At Cancer Treatment Centers of America® (CTCA), our radiation oncologists are experienced in using advanced technologies to deliver targeted radiation therapy while also proactively managing side effects.

Types of radiation

Some radiation therapy delivery methods include:

  • External beam radiation therapy – radiation is directed from a machine outside the body onto cancerous cells within the body. (Examples: 3D conformal radiation therapy, IMRT, IGRT, TomoTherapy, stereotactic radiosurgery)
  • Internal radiation therapy – radioactive material is placed (via a catheter or other carrier) directly into or near a tumor. (Example: high-dose rate brachytherapy)
  • Systemic radiation therapy – a radioactive substance (that is swallowed or injected) travels through the blood to locate and destroy cancerous cells. (Example: radioactive iodine therapy)

Experienced care team

Our radiation oncologists specialize in delivering maximum radiation doses to tumors with less damage to healthy tissues and organs. Our radiation oncologists will work closely with you and the rest of your care team to deliver radiation therapy based on your individual needs.

Individualized treatment approach

Radiation therapy is an important part of treatment for many of our patients. Since each cancer type requires a different approach, your treatment plan will be based on your unique needs and treatment goals.

Our radiation oncologists use advanced imaging techniques before and during radiation treatment so we can closely track the tumor. We use highly targeted radiation technologies to deliver maximum radiation doses to tumors, with less impact on healthy tissues and organs. Thereby, we can often provide options to patients who have reached their maximum tolerated dosage of traditional radiation.

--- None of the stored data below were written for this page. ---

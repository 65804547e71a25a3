//! Router End-to-End Tests
//!
//! A full router on loopback ports, real `FunctionWorker` clients, and HTTP calls
//! through `reqwest`.

#[cfg(test)]
mod tests {
    use crate::config::RouterConfig;
    use crate::error::RouterError;
    use crate::http::handlers::status_for;
    use crate::http::protocol::{ErrorResponse, FunctionsResponse};
    use crate::registry::types::{CorrelationId, WorkerId, WorkerState};
    use crate::router::service::{FunctionRouter, RunningRouter};
    use crate::test_support::wait_until;
    use crate::worker::{ConnectedWorker, FunctionWorker};

    use axum::http::StatusCode;
    use std::sync::Arc;
    use std::time::{Duration, Instant};

    async fn start_router() -> (Arc<FunctionRouter>, RunningRouter) {
        let router = FunctionRouter::new(RouterConfig::local());
        let running = router.start().await.unwrap();
        (router, running)
    }

    async fn connect_active(
        router: &FunctionRouter,
        running: &RunningRouter,
        worker: FunctionWorker,
    ) -> ConnectedWorker {
        let connected = worker.connect(running.control_addr).await.unwrap();
        let worker_id = connected.worker_id;
        assert!(
            wait_until(|| router
                .registry
                .worker(worker_id)
                .is_some_and(|w| w.state() == WorkerState::Active))
            .await
        );
        connected
    }

    fn url(running: &RunningRouter, path: &str) -> String {
        format!("http://{}{}", running.http_addr, path)
    }

    // ============================================================
    // INVOKE
    // ============================================================

    #[tokio::test]
    async fn test_invoke_round_trip() {
        let (router, running) = start_router().await;
        let worker = FunctionWorker::new("echo", 1_000, 2, |payload| async move {
            let mut reply = b"echo:".to_vec();
            reply.extend(payload);
            Ok(reply)
        });
        let _worker = connect_active(&router, &running, worker).await;

        let response = reqwest::Client::new()
            .post(url(&running, "/invoke/echo"))
            .body("hello")
            .send()
            .await
            .unwrap();

        assert_eq!(response.status(), 200);
        assert_eq!(response.bytes().await.unwrap().as_ref(), b"echo:hello");
        assert_eq!(router.dispatcher.in_flight_count(), 0);

        running.shutdown();
    }

    #[tokio::test]
    async fn test_invoke_unknown_function() {
        let (_router, running) = start_router().await;

        let response = reqwest::Client::new()
            .post(url(&running, "/invoke/missing"))
            .body("x")
            .send()
            .await
            .unwrap();

        assert_eq!(response.status(), 404);
        let body: ErrorResponse = response.json().await.unwrap();
        assert_eq!(body.kind, "unknown_function");

        running.shutdown();
    }

    #[tokio::test]
    async fn test_invoke_worker_error() {
        let (router, running) = start_router().await;
        let worker = FunctionWorker::new("fragile", 1_000, 1, |_| async move {
            Err("bad input".to_string())
        });
        let _worker = connect_active(&router, &running, worker).await;

        let response = reqwest::Client::new()
            .post(url(&running, "/invoke/fragile"))
            .send()
            .await
            .unwrap();

        assert_eq!(response.status(), 500);
        let body: ErrorResponse = response.json().await.unwrap();
        assert_eq!(body.kind, "worker_failed");
        assert!(body.error.contains("bad input"));

        running.shutdown();
    }

    #[tokio::test]
    async fn test_slow_worker_times_out_and_is_killed() {
        let (router, running) = start_router().await;
        let worker = FunctionWorker::new("slow", 100, 1, |payload| async move {
            tokio::time::sleep(Duration::from_secs(5)).await;
            Ok(payload)
        });
        let worker = connect_active(&router, &running, worker).await;

        let started = Instant::now();
        let response = reqwest::Client::new()
            .post(url(&running, "/invoke/slow"))
            .body("x")
            .send()
            .await
            .unwrap();

        assert_eq!(response.status(), 504);
        assert!(started.elapsed() >= Duration::from_millis(100));
        let body: ErrorResponse = response.json().await.unwrap();
        assert_eq!(body.kind, "timeout");

        assert!(wait_until(|| worker.kills_received() == 1).await);
        let handle = router.registry.worker(worker.worker_id).unwrap();
        assert_eq!(handle.active_count(), 0);

        running.shutdown();
    }

    #[tokio::test]
    async fn test_busy_worker_saturates() {
        let (router, running) = start_router().await;
        let worker = FunctionWorker::new("busy", 5_000, 1, |payload| async move {
            tokio::time::sleep(Duration::from_millis(500)).await;
            Ok(payload)
        });
        let _worker = connect_active(&router, &running, worker).await;

        let client = reqwest::Client::new();
        let first = tokio::spawn(client.post(url(&running, "/invoke/busy")).body("a").send());
        assert!(wait_until(|| router.dispatcher.in_flight_count() == 1).await);

        let second = client
            .post(url(&running, "/invoke/busy"))
            .body("b")
            .send()
            .await
            .unwrap();

        assert_eq!(second.status(), 429);
        assert_eq!(first.await.unwrap().unwrap().status(), 200);

        running.shutdown();
    }

    #[tokio::test]
    async fn test_worker_leaving_makes_function_unavailable() {
        let (router, running) = start_router().await;
        let worker = FunctionWorker::new("echo", 1_000, 1, |payload| async move { Ok(payload) });
        let worker = connect_active(&router, &running, worker).await;
        let worker_id = worker.worker_id;

        worker.disconnect();
        assert!(wait_until(|| router.registry.worker(worker_id).is_none()).await);

        let response = reqwest::Client::new()
            .post(url(&running, "/invoke/echo"))
            .send()
            .await
            .unwrap();

        assert_eq!(response.status(), 503);

        running.shutdown();
    }

    // ============================================================
    // INTROSPECTION
    // ============================================================

    #[tokio::test]
    async fn test_list_functions() {
        let (router, running) = start_router().await;
        let worker = FunctionWorker::new("resize", 750, 3, |payload| async move { Ok(payload) })
            .with_uuid("resize-1");
        let worker = connect_active(&router, &running, worker).await;

        let body: FunctionsResponse = reqwest::get(url(&running, "/functions"))
            .await
            .unwrap()
            .json()
            .await
            .unwrap();

        assert_eq!(body.in_flight, 0);
        assert_eq!(body.functions.len(), 1);
        let function = &body.functions[0];
        assert_eq!(function.config.function_name, "resize");
        assert_eq!(function.config.timeout_ms, 750);
        assert_eq!(function.config.max_concurrency, 3);
        assert_eq!(function.route, Some(worker.route));
        assert_eq!(function.workers.len(), 1);
        assert_eq!(function.workers[0].uuid, "resize-1");
        assert_eq!(function.workers[0].state, WorkerState::Active);

        running.shutdown();
    }

    #[tokio::test]
    async fn test_error_body_shape() {
        let (_router, running) = start_router().await;

        let response = reqwest::Client::new()
            .post(url(&running, "/invoke/missing"))
            .send()
            .await
            .unwrap();
        let body: serde_json::Value = response.json().await.unwrap();

        assert_eq!(body["kind"], "unknown_function");
        assert_eq!(body["error"], "unknown function 'missing'");

        running.shutdown();
    }

    #[tokio::test]
    async fn test_health() {
        let (_router, running) = start_router().await;

        let response = reqwest::get(url(&running, "/health")).await.unwrap();

        assert_eq!(response.status(), 200);
        running.shutdown();
    }

    #[test]
    fn test_status_mapping() {
        let cases = [
            (RouterError::UnknownFunction("f".into()), StatusCode::NOT_FOUND),
            (
                RouterError::NoWorkersAvailable("f".into()),
                StatusCode::SERVICE_UNAVAILABLE,
            ),
            (RouterError::Saturated("f".into()), StatusCode::TOO_MANY_REQUESTS),
            (
                RouterError::Timeout {
                    correlation_id: CorrelationId(1),
                    timeout_ms: 10,
                },
                StatusCode::GATEWAY_TIMEOUT,
            ),
            (
                RouterError::WorkerDisconnected(WorkerId(1)),
                StatusCode::BAD_GATEWAY,
            ),
            (
                RouterError::WorkerFailed("x".into()),
                StatusCode::INTERNAL_SERVER_ERROR,
            ),
            (RouterError::InvalidConfig("x".into()), StatusCode::BAD_REQUEST),
            (
                RouterError::PayloadTooLarge { len: 10, limit: 5 },
                StatusCode::PAYLOAD_TOO_LARGE,
            ),
        ];

        for (error, status) in cases {
            assert_eq!(status_for(&error), status, "{:?}", error);
        }
    }
}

Depending on your individual needs, you may receive radiation therapy alone or in combination with other treatment modalities like surgery, chemotherapy, hormone therapy and/or immunotherapy. Throughout your treatment, your radiation oncologist will monitor the effectiveness of the radiation therapy and modify your treatment plan accordingly.

Managing radiation side effects

Typical radiation therapy can be damaging to the body and cause unpleasant side effects, such as skin changes, fatigue, nausea, and other side effects, depending on the part of your body being treated. During your radiation treatment, clinicians from a variety of integrative oncology services will work with you to reduce side effects and improve your quality of life.